The Great Heathen Army

In "Vikings," the English monarchs get a full taste of the Viking experience when the sons of Ragnar unite every Viking nation in a revenge tour on a scale hitherto unimagined. After learning of Ragnar's death, thousands of Scandinavia's warriors begin flocking to Kattegat, uniting under the leadership of Ivar and Björn. They travel to Northumbria, taking King Ælla by surprise before moving on to raid Mercia, Repton, and York, occupying land to set themselves up for future raids.

Called the Great Heathen Army in the Anglo-Saxon Chronicle, the formidable coalition came together under a raven symbol called the hrafnsmerki. After a few decades of hitting monasteries and other wealthy raiding targets, three of Ragnar's sons united Vikings from across Scandinavia in an effort to occupy the Anglo-Saxon kingdoms.
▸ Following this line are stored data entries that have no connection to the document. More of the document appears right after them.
//! Returns & risk estimation: price matrix in, returns, mean vector and
//! covariance out.

use crate::covariance::{
    CovarianceEstimator, LedoitWolfConfig, LedoitWolfEstimator, SampleCovarianceEstimator,
    condition_number, is_positive_definite,
};
use crate::error::Result;
use crate::returns::ReturnsMatrix;
use ndarray::{Array1, Array2};
use serde::{Deserialize, Serialize};
use sieve_data::PriceMatrix;
use tracing::{info, warn};

/// Covariance estimator choice
#[derive(Debug, Clone, Copy, PartialEq, Eq, Default, Serialize, Deserialize)]
#[serde(rename_all = "kebab-case")]
pub enum CovarianceMethod {
    /// Unbiased sample covariance
    Sample,
    /// Ledoit-Wolf shrinkage toward a scaled identity
    #[default]
    LedoitWolf,
}

/// Risk estimation configuration
#[derive(Debug, Clone, Default, PartialEq, Serialize, Deserialize)]
#[serde(default)]
pub struct RiskConfig {
    /// Covariance estimator (default: Ledoit-Wolf)
    pub method: CovarianceMethod,
    /// Ledoit-Wolf settings, used when `method` is `LedoitWolf`
    pub ledoit_wolf: LedoitWolfConfig,
}

/// Output of [`RiskEstimator::estimate`].
#[derive(Debug, Clone)]
pub struct RiskEstimate {
    /// Simple returns the estimates were computed from
    pub returns: ReturnsMatrix,
    /// Historical mean return per ticker
    pub mean: Array1<f64>,
    /// Covariance of returns (tickers x tickers)
    pub covariance: Array2<f64>,
    /// Shrinkage intensity, when a shrinkage estimator was used
    pub shrinkage: Option<f64>,
}

impl RiskEstimate {
    /// Ticker order shared by `mean` and `covariance`.
    pub fn tickers(&self) -> &[String] {
        self.returns.tickers()
    }

    /// Condition number of the covariance matrix.
    pub fn condition_number(&self) -> f64 {
        condition_number(&self.covariance)
    }
}

/// Computes returns, historical mean and covariance from prices.
#[derive(Debug, Clone, Default)]
pub struct RiskEstimator {
    config: RiskConfig,
}

impl RiskEstimator {
    /// Create an estimator with the given configuration
    pub const fn new(config: RiskConfig) -> Self {
        Self { config }
    }

    /// The active configuration.
    pub const fn config(&self) -> &RiskConfig {
        &self.config
    }

    /// Estimate returns, mean vector and covariance.
    pub fn estimate(&self, prices: &PriceMatrix) -> Result<RiskEstimate> {
        let returns = ReturnsMatrix::from_prices(prices)?;
        let mean = returns.mean();

        let (covariance, shrinkage) = match self.config.method {
            CovarianceMethod::Sample => {
                let cov = SampleCovarianceEstimator::new().estimate(returns.values())?;
                (cov, None)
            }
            CovarianceMethod::LedoitWolf => {
                let shrunk =
                    LedoitWolfEstimator::new(self.config.ledoit_wolf.clone()).shrink(returns.values())?;
                (shrunk.covariance, Some(shrunk.shrinkage))
            }
        };

        if !is_positive_definite(&covariance) {
            warn!(
                periods = returns.n_periods(),
                assets = returns.n_assets(),
                method = ?self.config.method,
                "Covariance is not positive definite"
            );
        }

        info!(
            periods = returns.n_periods(),
            assets = returns.n_assets(),
            method = ?self.config.method,
            shrinkage = ?shrinkage,
            "Estimated returns and covariance"
        );

        Ok(RiskEstimate {
            returns,
            mean,
            covariance,
            shrinkage,
        })
    }
}

#[cfg(test)]
mod tests {
    use super::*;
    use approx::assert_relative_eq;
    use chrono::NaiveDate;
    use rstest::rstest;

    fn prices(n_dates: usize, n_assets: usize) -> PriceMatrix {
        let dates = (0..n_dates)
            .map(|i| NaiveDate::from_ymd_opt(2024, 1, 1).unwrap() + chrono::Duration::days(i as i64))
            .collect();
        let tickers = (0..n_assets).map(|j| format!("T{j}")).collect();
        let values = Array2::from_shape_fn((n_dates, n_assets), |(t, j)| {
            100.0 * (1.0 + 0.01 * j as f64) + ((t * (j + 2)) as f64 * 0.9).sin() * 2.0
        });
        PriceMatrix::new(dates, tickers, values).unwrap()
    }

    #[rstest]
    #[case(CovarianceMethod::Sample, false)]
    #[case(CovarianceMethod::LedoitWolf, true)]
    fn test_estimate_shapes(#[case] method: CovarianceMethod, #[case] shrunk: bool) {
        let estimator = RiskEstimator::new(RiskConfig {
            method,
            ..Default::default()
        });
        let estimate = estimator.estimate(&prices(30, 4)).unwrap();

        assert_eq!(estimate.returns.n_periods(), 29);
        assert_eq!(estimate.mean.len(), 4);
        assert_eq!(estimate.covariance.dim(), (4, 4));
        assert_eq!(estimate.shrinkage.is_some(), shrunk);
        assert_eq!(estimate.tickers().len(), 4);
    }

    #[test]
    fn test_mean_is_historical() {
        let prices = prices(10, 3);
        let estimate = RiskEstimator::default().estimate(&prices).unwrap();
        let first = prices.column("T1").unwrap();
        let expected: f64 =
            (1..10).map(|t| first[t] / first[t - 1] - 1.0).sum::<f64>() / 9.0;
        assert_relative_eq!(estimate.mean[1], expected, epsilon = 1e-14);
    }

    #[test]
    fn test_shrinkage_improves_conditioning() {
        // Nearly as many assets as observations
        let prices = prices(9, 7);
        let sample = RiskEstimator::new(RiskConfig {
            method: CovarianceMethod::Sample,
            ..Default::default()
        })
        .estimate(&prices)
        .unwrap();
        let shrunk = RiskEstimator::default().estimate(&prices).unwrap();

        assert!(shrunk.condition_number() < sample.condition_number());
    }

    #[test]
    fn test_config_serde_defaults() {
        let config: RiskConfig = serde_json::from_str(r#"{"method":"sample"}"#).unwrap();
        assert_eq!(config.method, CovarianceMethod::Sample);
        assert_eq!(config.ledoit_wolf, LedoitWolfConfig::default());
    }
}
The on-screen army's leadership includes Ragnar's sons Björn, Ivar, Hvitserk, Ubbe, and Sigurd, along with Halfdan and King Harald. Although it's difficult to sort fact from fiction since medieval chroniclers weren't always the most reliable narrators, the real heathen army is said to have been led by Ivar, Ubbe, and Halfdan — who, unlike the antagonistic Halfdan of History's "Vikings," is said to have been one of Ragnar's sons. According to the saga Tale of Ragnar's Sons, revenge was the impetus for the invasion, which was actually a years-long occupation rather than a one-off tour.

Discovery of Greenland

Although many of the events portrayed in "Vikings" loosely line up with real historical events, the show takes considerable liberties with the Norsemen's discovery of Greenland. Not long after Floki discovers Iceland, Ubbe and Torvi end up in a barren wasteland they ironically dub Greenland, a name suggested by Kjetill Flatnose – "How else are we going to attract new settlers?" he says. In reality, Vikings first settled the world's largest island during the late 10th century, somewhat later than depicted in the History series.
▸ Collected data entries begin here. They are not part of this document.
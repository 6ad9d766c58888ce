#![doc = include_str!("../README.md")]
#![doc(issue_tracker_base_url = "https://github.com/factordynamics/sieve/issues/")]
#![cfg_attr(docsrs, feature(doc_cfg, doc_auto_cfg))]
#![warn(missing_docs)]
#![deny(unsafe_code)]

pub mod covariance;
pub mod error;
pub mod estimator;
pub mod performance;
pub mod returns;

// Re-export main types
pub use covariance::{
    CovarianceError, CovarianceEstimator, LedoitWolfConfig, LedoitWolfEstimator,
    SampleCovarianceEstimator, ShrunkCovariance,
};
pub use error::{Result, RiskError};
pub use estimator::{CovarianceMethod, RiskConfig, RiskEstimate, RiskEstimator};
pub use performance::{
    Metrics, MetricsRecord, PerformanceConfig, PerformanceError, PerformanceEvaluator,
    PerformanceReport, PerformanceSeries, Rebalancing, TRADING_DAYS, evaluate,
};
pub use returns::ReturnsMatrix;

/// Version information.
pub const VERSION: &str = env!("CARGO_PKG_VERSION");
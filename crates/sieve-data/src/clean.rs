//! Cell-level cleaning of price and date labels.
//!
//! Price cells arrive formatted for humans (`"$1,234.50"`), and date labels are
//! whatever the spreadsheet export produced. Neither failure is an error: an
//! unparseable price is missing, and an unparseable label is not a price column.

use chrono::{NaiveDate, NaiveDateTime};

/// Accepted date label formats, tried in order.
const DATE_FORMATS: [&str; 4] = ["%Y-%m-%d", "%m/%d/%Y", "%Y/%m/%d", "%d-%b-%Y"];

/// Accepted datetime label formats; the time component is discarded.
const DATETIME_FORMATS: [&str; 2] = ["%Y-%m-%d %H:%M:%S", "%Y-%m-%dT%H:%M:%S"];

/// Tokens that denote an explicitly missing value.
const MISSING_TOKENS: [&str; 7] = ["na", "n/a", "nan", "null", "none", "-", "#n/a"];

/// Returns true for characters that are pure formatting inside a number.
const fn is_formatting(c: char) -> bool {
    matches!(c, '$' | ',' | '€' | '£' | '¥' | '_' | '\'')
}

/// Parse a formatted numeric cell into a finite float.
///
/// Currency symbols, thousands separators and whitespace are stripped first.
/// Returns `None` for empty cells, missing tokens and anything unparseable.
///
/// # Examples
///
/// ```
/// use sieve_data::clean::parse_number;
///
/// assert_eq!(parse_number("$1,234.50"), Some(1234.5));
/// assert_eq!(parse_number("N/A"), None);
/// ```
pub fn parse_number(cell: &str) -> Option<f64> {
    let cleaned: String = cell
        .chars()
        .filter(|c| !is_formatting(*c) && !c.is_whitespace())
        .collect();

    if cleaned.is_empty() {
        return None;
    }
    let lowered = cleaned.to_ascii_lowercase();
    if MISSING_TOKENS.contains(&lowered.as_str()) {
        return None;
    }

    cleaned.parse::<f64>().ok().filter(|v| v.is_finite())
}

/// Parse a price cell. Prices must be strictly positive; anything else is missing.
pub fn parse_price(cell: &str) -> Option<f64> {
    parse_number(cell).filter(|v| *v > 0.0)
}

/// Parse a column label as a calendar date.
pub fn parse_date_label(label: &str) -> Option<NaiveDate> {
    let label = label.trim();
    if label.is_empty() {
        return None;
    }

    DATE_FORMATS
        .iter()
        .find_map(|fmt| NaiveDate::parse_from_str(label, fmt).ok())
        .or_else(|| {
            DATETIME_FORMATS
                .iter()
                .find_map(|fmt| NaiveDateTime::parse_from_str(label, fmt).ok())
                .map(|dt| dt.date())
        })
}

#[cfg(test)]
mod tests {
    use super::*;
    use rstest::rstest;

    #[rstest]
    #[case("101.25", Some(101.25))]
    #[case("$101.25", Some(101.25))]
    #[case("$1,234,567.00", Some(1_234_567.0))]
    #[case(" 42 ", Some(42.0))]
    #[case("€ 3,500", Some(3500.0))]
    #[case("", None)]
    #[case("NaN", None)]
    #[case("#N/A", None)]
    #[case("-", None)]
    #[case("abc", None)]
    #[case("inf", None)]
    fn test_parse_number(#[case] cell: &str, #[case] expected: Option<f64>) {
        assert_eq!(parse_number(cell), expected);
    }

    #[test]
    fn test_parse_price_rejects_non_positive() {
        assert_eq!(parse_price("0"), None);
        assert_eq!(parse_price("-5.0"), None);
        assert_eq!(parse_price("$5"), Some(5.0));
    }

    #[rstest]
    #[case("2024-01-31", Some((2024, 1, 31)))]
    #[case("01/31/2024", Some((2024, 1, 31)))]
    #[case("2024/01/31", Some((2024, 1, 31)))]
    #[case("31-Jan-2024", Some((2024, 1, 31)))]
    #[case("2024-01-31 00:00:00", Some((2024, 1, 31)))]
    #[case("Marketcap", None)]
    #[case("2024-13-01", None)]
    #[case("", None)]
    fn test_parse_date_label(#[case] label: &str, #[case] expected: Option<(i32, u32, u32)>) {
        let expected = expected.and_then(|(y, m, d)| NaiveDate::from_ymd_opt(y, m, d));
        assert_eq!(parse_date_label(label), expected);
    }
}
//! Stage orchestration.
//!
//! `RawTable -> UniverseFilter -> Normalizer -> RiskEstimator ->
//! PortfolioOptimizer` produces weights; `backtest` evaluates a weight vector
//! against the benchmark row of the same dataset. Stages run in order and any
//! stage error ends the run.

use crate::config::PipelineConfig;
use crate::error::Result;
use crate::universe::Universe;
use sieve_data::{
    DataSource, DatasetCache, NormalizeConfig, Normalizer, PriceMatrix, PriceSeries, RawTable,
    SectorMap, UniverseTable, WeightVector,
};
use sieve_optimizer::{OptimizationResult, PortfolioOptimizer};
use sieve_output::WeightsExport;
use sieve_risk::{
    PerformanceError, PerformanceEvaluator, PerformanceReport, RiskEstimate, RiskEstimator,
};
use std::sync::Arc;
use tracing::{debug, info};

/// Output of the screening stages.
#[derive(Debug, Clone)]
pub struct Screened {
    /// Rows that passed the universe filter
    pub universe: UniverseTable,
    /// Dense prices of the tickers that survived cleaning
    pub prices: PriceMatrix,
    /// Sector of every surviving ticker
    pub sectors: SectorMap,
}

/// Output of a full optimization run.
#[derive(Debug, Clone)]
pub struct PortfolioRun {
    /// Screening output
    pub screened: Screened,
    /// Returns, mean vector and covariance
    pub estimate: RiskEstimate,
    /// Optimized weights and diagnostics
    pub optimization: OptimizationResult,
}

impl PortfolioRun {
    /// The exportable weights table.
    pub fn weights_export(&self) -> WeightsExport {
        WeightsExport::new(&self.optimization.weights, &self.screened.sectors)
    }
}

/// Output of a backtest.
#[derive(Debug, Clone)]
pub struct BacktestRun {
    /// Prices of the weighted tickers
    pub prices: PriceMatrix,
    /// Sector of every weighted ticker
    pub sectors: SectorMap,
    /// Benchmark history
    pub benchmark: PriceSeries,
    /// Series and metrics
    pub report: PerformanceReport,
}

/// Runs the pipeline stages with one configuration.
#[derive(Debug, Clone, Default)]
pub struct Pipeline {
    config: PipelineConfig,
    cache: Option<Arc<DatasetCache>>,
}

impl Pipeline {
    /// Create a pipeline.
    pub const fn new(config: PipelineConfig) -> Self {
        Self {
            config,
            cache: None,
        }
    }

    /// Memoize loads through a shared dataset cache.
    pub fn with_cache(mut self, cache: Arc<DatasetCache>) -> Self {
        self.cache = Some(cache);
        self
    }

    /// The active configuration.
    pub const fn config(&self) -> &PipelineConfig {
        &self.config
    }

    /// Load a dataset, through the cache when one is attached.
    pub fn load(&self, source: &dyn DataSource) -> Result<Arc<RawTable>> {
        let table = match &self.cache {
            Some(cache) => cache.get_or_load(source)?,
            None => Arc::new(source.load()?),
        };
        debug!(source = %source.id(), rows = table.len(), "Loaded dataset");
        Ok(table)
    }

    /// Interpret the raw table with the configured schema.
    pub fn universe(&self, table: &RawTable) -> Result<UniverseTable> {
        Ok(table.universe(&self.config.schema)?)
    }

    /// Filter and normalize.
    ///
    /// # Errors
    ///
    /// Schema errors, an empty filtered universe, or fewer than two tickers
    /// after cleaning.
    pub fn screen(&self, table: &RawTable) -> Result<Screened> {
        let universe = self.config.universe.apply(&self.universe(table)?)?;
        let (prices, sectors) =
            Normalizer::new(self.config.normalize.clone()).normalize(&universe)?;
        Ok(Screened {
            universe,
            prices,
            sectors,
        })
    }

    /// Screen, estimate risk and optimize.
    pub fn optimize(&self, table: &RawTable) -> Result<PortfolioRun> {
        let screened = self.screen(table)?;
        let estimate = RiskEstimator::new(self.config.risk.clone()).estimate(&screened.prices)?;
        debug!(
            condition_number = estimate.condition_number(),
            shrinkage = ?estimate.shrinkage,
            "Covariance diagnostics"
        );
        let optimization =
            PortfolioOptimizer::new(self.config.optimizer.clone()).optimize_estimate(&estimate)?;

        info!(
            candidates = screened.prices.n_tickers(),
            holdings = optimization.weights.active_count(),
            "Portfolio constructed"
        );

        Ok(PortfolioRun {
            screened,
            estimate,
            optimization,
        })
    }

    /// Load `source` and run [`optimize`](Self::optimize).
    pub fn run(&self, source: &dyn DataSource) -> Result<PortfolioRun> {
        let table = self.load(source)?;
        self.optimize(&table)
    }

    /// Evaluate `weights` against the configured benchmark.
    ///
    /// Prices come from the unfiltered table restricted to the weighted
    /// tickers, cleaned with the configured missing-data policy.
    ///
    /// # Errors
    ///
    /// - [`PerformanceError::MissingTicker`] when a weighted ticker is absent
    ///   from the table or dropped by cleaning
    /// - [`PerformanceError::NoOverlap`] when the benchmark shares no dates
    ///   with the portfolio
    /// - [`sieve_data::DataError::UnknownTicker`] when the benchmark is absent
    pub fn backtest(&self, table: &RawTable, weights: &WeightVector) -> Result<BacktestRun> {
        if weights.is_empty() {
            return Err(PerformanceError::EmptyWeights.into());
        }
        let universe = self.universe(table)?;
        let benchmark = universe.price_series(&self.config.benchmark)?;

        if let Some((ticker, _)) = weights.entries().iter().find(|(t, _)| !universe.contains(t)) {
            return Err(PerformanceError::MissingTicker(ticker.clone()).into());
        }

        let held = universe.retain_rows(|row| weights.get(&row.ticker).is_some());
        let normalize = NormalizeConfig {
            min_tickers: 1,
            ..self.config.normalize.clone()
        };
        let (prices, sectors) = Normalizer::new(normalize).normalize(&held)?;

        let report = PerformanceEvaluator::new(self.config.performance.clone())
            .evaluate(&prices, weights, &benchmark)?;

        info!(
            holdings = weights.len(),
            dates = report.series.len(),
            total_return = report.portfolio.total_return,
            alpha = report.alpha,
            "Backtest complete"
        );

        Ok(BacktestRun {
            prices,
            sectors,
            benchmark,
            report,
        })
    }
}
It's said that the first Viking to lay eyes on the modern territory of Greenland was a Norwegian named Gunnbjörn Ulfsson, who observed a handful of small islands now known as Gunnbjörn's Skerries after his ship was blown off-course en route to Iceland. Realizing that this was not Iceland, he turned back. The mainland would later be settled by Erik Thorvaldsson, known more commonly as Erik the Red.

Erik had been exiled from Norway for murder, and was later banned from Iceland for the same crime for a period of three years. After hearing about Gunnbjörn's Skerries, Erik set sail for Greenland to make a new home for himself, as recounted in Saga of Erik the Red. It was Erik who decided to call the place Greenland in order to attract more settlers, not Ubbe and Kjetill. Erik's story is woven into "Vikings: Valhalla" through the tale of his children Leif Erikson and Freydís Eiríksdóttir.

The Golden Lands

After their discovery of Greenland, Ubbe, Torvi, and a small band of bold would-be settlers continue their quest for the fabled Golden Lands supposedly glimpsed by Othere. They're on the brink of death when they find it. The travelers encounter the Native Miꞌkmaq and the believed-to-be-dead Floki, but relations become strained after the greedy Naad kills a Mi'kmaq youth. Ubbe ensures justice by executing him for the murder. But did Vikings really make it to America?

Historians now believe that Leif Erikson was the first European to set foot on the North American continent, arriving almost 500 years before Christopher Columbus. He wintered in a place called Vinland, known today as Newfoundland, but didn't settle there. Although Saga of the Greenlanders and Saga of Erik the Red both discuss Viking settlements in North America, these accounts were called into question — that is, until the 1960s, when a Norwegian couple finally uncovered definitive proof of the claims.

Using clues from the sagas as their guide, explorer Helge Ingstad and his wife, archaeologist Anne Stine, set out on their own real-life treasure hunt. The journey brought the couple to Newfoundland's Great Northern Peninsula, where they found mounds locals believed to be Indigenous located in L'Anse aux Meadows. Excavations revealed what experts believe to be a temporary Norse ship repair settlement dating to around 1021. The settlement's buildings include a chieftain's hall, several other living quarters, an iron smelting workshop, and a storeroom.